Exercise input:
+-------+

use super::content::*;
use shared::error::*;

use byteorder::{ReadBytesExt, WriteBytesExt};
use std::io::{Read, Write};

/// The change cipher spec protocol exists to signal transitions in
/// ciphering strategies. The protocol consists of a single message,
/// which is encrypted and compressed under the current (not the pending)
/// connection state. The message consists of a single byte of value 1.
/// <https://tools.ietf.org/html/rfc5246#section-7.1>
#[derive(Clone, PartialEq, Eq, Debug)]
pub struct ChangeCipherSpec;

impl ChangeCipherSpec {
    pub fn content_type(&self) -> ContentType {
        ContentType::ChangeCipherSpec
    }

    pub fn size(&self) -> usize {
        1
    }

    pub fn marshal<W: Write>(&self, writer: &mut W) -> Result<()> {
        writer.write_u8(0x01)?;
        Ok(writer.flush()?)
    }

    pub fn unmarshal<R: Read>(reader: &mut R) -> Result<Self> {
        let data = reader.read_u8()?;
        if data != 0x01 {
            return Err(Error::ErrInvalidCipherSpec);
        }

        Ok(ChangeCipherSpec {})
    }
}

#[cfg(test)]
mod test {
    use super::*;

    use std::io::BufReader;

    #[test]
    fn test_change_cipher_spec_invalid() {
        let raw = vec![0x00];
        let mut reader = BufReader::new(raw.as_slice());
        assert_eq!(
            ChangeCipherSpec::unmarshal(&mut reader),
            Err(Error::ErrInvalidCipherSpec)
        );
    }
}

+-------+

Instructions to follow:
Tally the lines of the listing in which the string "single" appears, and state the tally alone.

Answer section:
2